The European Institute
- Formation: 1989
- Headquarters: Washington, D.C., United States
- Website: www.europeaninstitute.org

= European Institute =

The European Institute is a nonpartisan public policy organization dedicated to Transatlantic relations. The Institute was founded in 1989 and is based in Washington, D.C. It regularly hosts forums, roundtable discussions, and programs with political and business leaders from the U.S. and Europe. Additionally, the Institute publishes the e-journal European Affairs.

==Mission and focus==
According to the Institute's website, the organization's mission is "to provide an independent forum for US and European government and corporate decision makers, officials from multilateral organizations, foreign and economic policy analysts, and expert journalists to discuss issues of common concern and develop effective and mutually beneficial solutions."

The Institute's programs generally fall into the following 10 categories: Defense and Civil Security; Trade and Investment; Financial and Monetary Affairs; Energy and Environment; Transportation; IT and Telecommunications; Aeronautics and Space; Biotechnology, Food Safety and Consumer Protection; Transatlantic Governance and EU-US-Russia Triangular Relations.

==Location==
The European Institute is based in Washington, D.C., with offices overlooking Farragut Square at 1001 Connecticut Avenue, NW, Suite 220.

==Membership==
The European Institute works closely with the European Commission, the European Council and the European Parliament, the US Administration and Congress, leading multinational corporations from both the US and Europe, national governments, and several multilateral organizations. It is granted Special Consultative Status with the UN Economic and Social Council (ECOSOC).

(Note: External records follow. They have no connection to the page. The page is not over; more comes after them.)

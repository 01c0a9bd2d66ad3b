//! Per-caller session management.
//!
//! This module provides in-memory session storage for state that must
//! survive across commands from the same caller. Sessions are identified by
//! UUID, expire a fixed TTL after their last access, and are removed by a
//! periodic sweep.
//!
//! # Architecture
//!
//! - [`Session`]: Snapshot of one session's state and timestamps
//! - [`SessionStore`]: Thread-safe store owning every session
//!
//! # Example
//!
//! ```rust
//! use mcp_gateway::session::SessionStore;
//! use serde_json::{Map, json};
//!
//! let store = SessionStore::default();
//! let session = store.create_session(Map::new());
//!
//! let mut patch = Map::new();
//! patch.insert("topic".to_string(), json!("rust"));
//! let updated = store.update_state(&session.id, patch).unwrap();
//! assert_eq!(updated.state["topic"], "rust");
//! ```

mod store;

pub use store::{DEFAULT_SESSION_TTL, Session, SessionStore};
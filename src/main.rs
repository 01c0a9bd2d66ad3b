//! MCP Gateway server
//!
//! Entry point: loads configuration, starts the HTTP transport.

use std::sync::Arc;

use mimalloc::MiMalloc;

use mcp_gateway::config::AppConfig;
use mcp_gateway::{server, telemetry};

/// Global allocator for improved performance (M-MIMALLOC-APPS).
#[global_allocator]
static GLOBAL: MiMalloc = MiMalloc;

#[tokio::main]
async fn main() -> anyhow::Result<()> {
    // Load .env (if present) before anything reads the environment
    let _ = dotenvy::dotenv();

    telemetry::init();

    let config = match AppConfig::load() {
        Ok(config) => config,
        Err(e) => {
            eprintln!("Configuration error: {e}");
            std::process::exit(1);
        }
    };

    tracing::info!(
        name: "config.loaded",
        address = %config.bind_addr(),
        session_ttl_secs = config.session.ttl_secs,
        "Configuration loaded"
    );

    server::start_server(Arc::new(config)).await
}
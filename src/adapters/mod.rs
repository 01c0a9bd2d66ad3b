//! Backend adapters and the shared dispatch wrapper.
//!
//! Every backend capability (search, fetch, memory, vector store, browser)
//! implements the [`Adapter`] trait. Adapters only know how to talk to their
//! backend; connection state, timeouts, and retries are applied uniformly by
//! [`AdapterHandle`], and the [`AdapterRegistry`] owns one handle per
//! capability.
//!
//! # Error classification
//!
//! Adapters report failures as [`McpError`](crate::mcp::McpError):
//!
//! - `ConnectionError`: transport failure or a transient backend fault
//!   (retried by the handle)
//! - `NotFoundError`: the addressed resource does not exist
//! - `AdapterError`: the backend rejected a well-formed request
//! - `ValidationError`: the arguments handed to the adapter are unusable

pub mod browser;
pub mod fetch;
mod handle;
mod http;
pub mod memory;
mod registry;
pub mod retry;
pub mod search;
pub mod vector;

use std::time::Duration;

use async_trait::async_trait;
use serde::Serialize;
use serde_json::Value;

use crate::mcp::error::{McpError, McpResult};

pub use handle::{AdapterHandle, CallOptions};
pub use registry::AdapterRegistry;
pub use retry::RetryPolicy;

/// Canonical adapter names.
pub const SEARCH: &str = "search";
pub const FETCH: &str = "fetch";
pub const MEMORY: &str = "memory";
pub const VECTOR: &str = "vector";
pub const BROWSER: &str = "browser";

/// Uniform contract implemented by every backend client.
///
/// Implementations must tolerate concurrent `execute` calls; they hold no
/// per-call mutable state.
#[async_trait]
pub trait Adapter: Send + Sync + std::fmt::Debug {
    /// Registry key, e.g. `"search"`.
    fn name(&self) -> &str;

    /// Default timeout and retry budget for this backend.
    fn defaults(&self) -> AdapterConfig {
        AdapterConfig::new(self.name(), Duration::from_secs(10), 1)
    }

    /// Backend handshake. Called at most once per connection by the handle.
    async fn connect(&self) -> McpResult<()>;

    /// Run one backend operation.
    async fn execute(&self, operation: &str, args: Value) -> McpResult<Value>;

    /// Release backend resources.
    async fn disconnect(&self) -> McpResult<()> {
        Ok(())
    }
}

/// Timeout and retry settings for one adapter.
#[derive(Debug, Clone, PartialEq, Eq)]
pub struct AdapterConfig {
    pub name: String,
    pub timeout: Duration,
    pub max_retries: u32,
}

impl AdapterConfig {
    pub fn new(name: impl Into<String>, timeout: Duration, max_retries: u32) -> Self {
        Self {
            name: name.into(),
            timeout,
            max_retries,
        }
    }
}

/// Connection lifecycle of an adapter.
#[derive(Debug, Clone, Copy, PartialEq, Eq, Serialize)]
#[serde(rename_all = "lowercase")]
pub enum ConnectionState {
    Disconnected,
    Connecting,
    Connected,
    /// The last connect attempt failed; behaves like `Disconnected`.
    Failed,
}

/// Snapshot of an adapter's configuration and connection state.
#[derive(Debug, Clone, Serialize)]
#[serde(rename_all = "camelCase")]
pub struct AdapterStatus {
    pub name: String,
    pub timeout_ms: u64,
    pub max_retries: u32,
    pub connected: bool,
    pub state: ConnectionState,
}

// ─── Argument helpers ───────────────────────────────────────────────────────

pub(crate) fn required_str<'a>(adapter: &str, args: &'a Value, key: &str) -> McpResult<&'a str> {
    match args.get(key) {
        Some(Value::String(s)) if !s.is_empty() => Ok(s),
        Some(Value::String(_)) => Err(McpError::validation(format!(
            "{adapter}: argument '{key}' must not be empty"
        ))),
        Some(_) => Err(McpError::validation(format!(
            "{adapter}: argument '{key}' must be a string"
        ))),
        None => Err(McpError::validation(format!(
            "{adapter}: missing argument '{key}'"
        ))),
    }
}

pub(crate) fn optional_u64(adapter: &str, args: &Value, key: &str) -> McpResult<Option<u64>> {
    match args.get(key) {
        None | Some(Value::Null) => Ok(None),
        Some(value) => value.as_u64().map(Some).ok_or_else(|| {
            McpError::validation(format!(
                "{adapter}: argument '{key}' must be a non-negative integer"
            ))
        }),
    }
}

pub(crate) fn unsupported(adapter: &str, operation: &str) -> McpError {
    McpError::validation(format!("{adapter}: unsupported operation '{operation}'"))
}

Current European governments participating are: Austria, Belgium, Bulgaria, Cyprus, the Czech Republic, Denmark, Estonia, Finland, France, Germany, Greece, Hungary, Ireland, Italy, Latvia, Lithuania, Liechtenstein, Luxembourg, Malta, the Netherlands, Norway, Poland, Portugal, Romania, The Russian Federation, Slovenia, the Slovak Republic, Spain, Sweden, Switzerland and the United Kingdom.

==Board members==
Notable current and former members of the European Institute's Board of Advisors and/or Board of Directors:
- Jacqueline Grapin, founder of the European Institute, co-chair of the Board of Directors
- Ambassador Günter Burghardt, former European Union Ambassador to the United States
- Bertrand Collomb, Honorary Chairman of the Board of Lafarge
- Jacques Delors, twice President of the European Commission
- Ambassador C. Boyden Gray, Gray & Schmitz LLP, former Special Envoy for European Affairs and for Eurasian Energy
- Ambassador Robert E. Hunter, former U.S. Ambassador to NATO
- T. Allen McArtor, chairman, Airbus North America Holdings
- Robert Siegel (past member), host of NPR program All Things Considered
- Peter Sutherland (past member), chairman, Goldman Sachs International
- Simone Veil (past member), former President of the European Parliament
- Robert Zoellick (past member), President of the World Bank

==European Affairs==
Since 2000, the European Institute has published the quarterly policy journal European Affairs, which is now an e-journal, accompanied by a blog. The current issue includes articles by Hoover Institute fellow, Kori Schake; Frederick Kempe, head of the Atlantic Council and Damon Wilson, Director of its International Security Program; and Robert Hunter, former US Ambassador to NATO, now Senior Advisor at the RAND Corporation.